# Theme Kitchen?



## Armada (Oct 13, 2011)

Does UOT work with a deodexed ROM or do we have to do things manually? I'm curious because I'd really like a "pure" GB theme. Any tips?


----------



## dwitherell (Jul 23, 2011)

I believe it does - and if interested in EI2 you can find it *here*.


----------



## dcooterfrog (Dec 14, 2011)

I am not sure if the flashable zip works but the individual files work fien even on teh stock rom just pull them off with adb and then push the new one back on using adb


----------



## knightcrusader (Oct 14, 2011)

I can confirm that UOT kitchen works with both odexed and deodexed roms cause I have themed my Strat on both types and they worked fine.


----------



## dcooterfrog (Dec 14, 2011)

flasahbel zip also works.
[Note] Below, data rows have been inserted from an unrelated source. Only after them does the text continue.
use clap::Parser;
use scenario_engine::cli::commands::{ReportFormat, cmd_demo, cmd_format};
use scenario_engine::cli::config::{
    AppConfig, Cli, Commands, ConfigError, RunConfig, load_config, merge_run_config, parse_param,
    read_config,
};

// ============================================================================
// Helper builders
// ============================================================================

fn write_config(content: &str) -> (tempfile::TempDir, String) {
    let dir = tempfile::tempdir().unwrap();
    let path = dir.path().join("scenario-engine.yaml");
    std::fs::write(&path, content).unwrap();
    let path = path.to_string_lossy().into_owned();
    (dir, path)
}

// ============================================================================
// 1. CLI Argument Parsing
// ============================================================================

#[test]
fn cli_parse_demo_minimal() {
    let cli = Cli::parse_from(["scenario-engine", "demo"]);
    assert_eq!(cli.verbose, 0);
    assert!(cli.config.is_none());
    match cli.command {
        Commands::Demo {
            format,
            output,
            parallel,
            stop_on_ignored,
            repeated_keyword,
        } => {
            assert!(format.is_none());
            assert!(output.is_none());
            assert!(parallel.is_none());
            assert!(!stop_on_ignored);
            assert!(repeated_keyword.is_none());
        }
        _ => panic!("Expected Demo command"),
    }
}

#[test]
fn cli_parse_demo_all_args() {
    let cli = Cli::parse_from([
        "scenario-engine",
        "-vv",
        "--config",
        "custom.yaml",
        "demo",
        "--format",
        "junit",
        "-o",
        "report.xml",
        "--parallel",
        "4",
        "--stop-on-ignored",
        "--repeated-keyword",
        "and",
    ]);
    assert_eq!(cli.verbose, 2);
    assert_eq!(cli.config.as_deref(), Some("custom.yaml"));
    match cli.command {
        Commands::Demo {
            format,
            output,
            parallel,
            stop_on_ignored,
            repeated_keyword,
        } => {
            assert_eq!(format.as_deref(), Some("junit"));
            assert_eq!(output.as_deref(), Some("report.xml"));
            assert_eq!(parallel, Some(4));
            assert!(stop_on_ignored);
            assert_eq!(repeated_keyword.as_deref(), Some("and"));
        }
        _ => panic!("Expected Demo command"),
    }
}

#[test]
fn cli_parse_format_with_params() {
    let cli = Cli::parse_from([
        "scenario-engine",
        "format",
        "--template",
        "customer pays {amount}",
        "--keyword",
        "when",
        "amount=62",
        "card=visa",
    ]);
    match cli.command {
        Commands::Format {
            template,
            keyword,
            params,
        } => {
            assert_eq!(template, "customer pays {amount}");
            assert_eq!(keyword, "when");
            assert_eq!(params, vec!["amount=62", "card=visa"]);
        }
        _ => panic!("Expected Format command"),
    }
}

#[test]
fn cli_rejects_unknown_subcommand() {
    assert!(Cli::try_parse_from(["scenario-engine", "explore"]).is_err());
}

// ============================================================================
// 2. Config File Loading
// ============================================================================

#[test]
fn config_defaults() {
    let config = AppConfig::default();
    assert_eq!(config.run.format, "console");
    assert_eq!(config.run.parallel, 2);
    assert!(!config.run.stop_on_ignored);
    assert_eq!(config.logging.filter, "warn");
    assert!(!config.logging.json);
}

#[test]
fn config_is_read_from_yaml() {
    let (_dir, path) = write_config(
        "run:\n  format: junit\n  stop_on_ignored: true\n  repeated_keyword: and\nlogging:\n  json: true\n",
    );
    let config = load_config(Some(path.as_str()));
    assert_eq!(config.run.format, "junit");
    assert!(config.run.stop_on_ignored);
    assert_eq!(config.run.repeated_keyword.as_deref(), Some("and"));
    assert_eq!(config.run.parallel, 2);
    assert!(config.logging.json);
    assert_eq!(config.logging.filter, "warn");
}

#[test]
fn missing_config_gives_defaults() {
    let dir = tempfile::tempdir().unwrap();
    let path = dir.path().join("absent.yaml");
    let path = path.to_string_lossy();
    assert!(read_config(&path).unwrap().is_none());
    assert_eq!(load_config(Some(&*path)), AppConfig::default());
}

#[test]
fn malformed_config_is_reported_and_defaults_are_used() {
    let (_dir, path) = write_config("run: [not, a, map\n");
    assert!(matches!(read_config(&path), Err(ConfigError::Parse { .. })));
    assert_eq!(load_config(Some(path.as_str())), AppConfig::default());
}

// ============================================================================
// 3. Config Builders
// ============================================================================

#[test]
fn cli_values_override_config() {
    let file = RunConfig {
        format: "junit".into(),
        output: Some("file.xml".into()),
        stop_on_ignored: false,
        repeated_keyword: Some("and".into()),
        parallel: 3,
    };

    let merged = merge_run_config(&file, Some("json".into()), None, Some(0), true, None);
    assert_eq!(merged.format, "json");
    assert_eq!(merged.output.as_deref(), Some("file.xml"));
    assert!(merged.stop_on_ignored);
    assert_eq!(merged.repeated_keyword.as_deref(), Some("and"));
    // At least one thread
    assert_eq!(merged.parallel, 1);

    let runner = merged.runner_config();
    assert!(runner.stop_on_ignored());
    assert_eq!(runner.repeated_keyword(), Some("and"));
}

#[test]
fn params_split_on_first_equals() {
    assert_eq!(parse_param("a=b=c"), Some(("a", "b=c")));
    assert_eq!(parse_param(" amount =62"), Some(("amount", "62")));
    assert_eq!(parse_param("=62"), None);
    assert_eq!(parse_param("amount"), None);
}

// ============================================================================
// 4. Commands
// ============================================================================

#[test]
fn format_command_renders_a_step_name() {
    let name = cmd_format(
        "customer pays {amount} pounds",
        "when",
        &["amount=62".into(), "card=visa".into()],
    )
    .unwrap();
    assert_eq!(name, "WHEN customer pays 62 pounds [card: \"visa\"]");
}

#[test]
fn format_command_rejects_bad_input() {
    assert!(cmd_format("broken {", "", &[]).is_err());
    assert!(cmd_format("ok", "", &["novalue".into()]).is_err());
}

#[test]
fn demo_writes_a_json_report() {
    let dir = tempfile::tempdir().unwrap();
    let path = dir.path().join("demo.json");
    let run = RunConfig {
        format: "json".into(),
        output: Some(path.to_string_lossy().into_owned()),
        ..RunConfig::default()
    };

    let all_passed = cmd_demo(&run, 0).unwrap();
    assert!(!all_passed);

    let report: serde_json::Value =
        serde_json::from_str(&std::fs::read_to_string(&path).unwrap()).unwrap();
    assert_eq!(report["total"], 4);
    assert_eq!(report["passed"], 1);
    assert_eq!(report["failed"], 1);
    assert_eq!(report["ignored"], 1);
    assert_eq!(report["bypassed"], 1);

    let receiving = report["features"][0]["scenarios"]
        .as_array()
        .unwrap()
        .iter()
        .find(|s| s["info"]["name"] == "Receiving invoice for products")
        .unwrap();
    assert_eq!(receiving["status"], "Passed");
    assert_eq!(
        receiving["steps"][0]["formatted_name"],
        "GIVEN product \"wooden desk\" is available in products storage for 62 pounds"
    );
    assert_eq!(
        receiving["steps"][2]["formatted_name"],
        "WHEN customer \"Joe\" buys \"wooden desk\""
    );
    assert_eq!(receiving["steps"][2]["comments"][0], "invoice total: 62 pounds");
}

#[test]
fn demo_rejects_an_unknown_format_up_front() {
    assert_eq!("junit".parse::<ReportFormat>().unwrap(), ReportFormat::Junit);
    assert!("html".parse::<ReportFormat>().is_err());

    let dir = tempfile::tempdir().unwrap();
    let path = dir.path().join("demo.html");
    let run = RunConfig {
        format: "html".into(),
        output: Some(path.to_string_lossy().into_owned()),
        ..RunConfig::default()
    };

    let err = cmd_demo(&run, 1).unwrap_err();
    assert!(err.to_string().contains("unknown report format 'html'"), "{}", err);
    assert!(!path.exists());
}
I can confirm that.


----------



## scur (Oct 9, 2011)

So where is the best place to go to learn about UOT kitchen and how to use it?


----------



## buffaloquinn (Dec 17, 2011)

scur said:


> So where is the best place to go to learn about UOT kitchen and how to use it?


There some help files right on the site. It's not super user friendly, but not too hard really. I've done several "makeovers" on my Strat already. Both with the stock ROM (Thnx KC) and the TI-X ROM (Thnx DC13).
LOVE being able to personalize my phone!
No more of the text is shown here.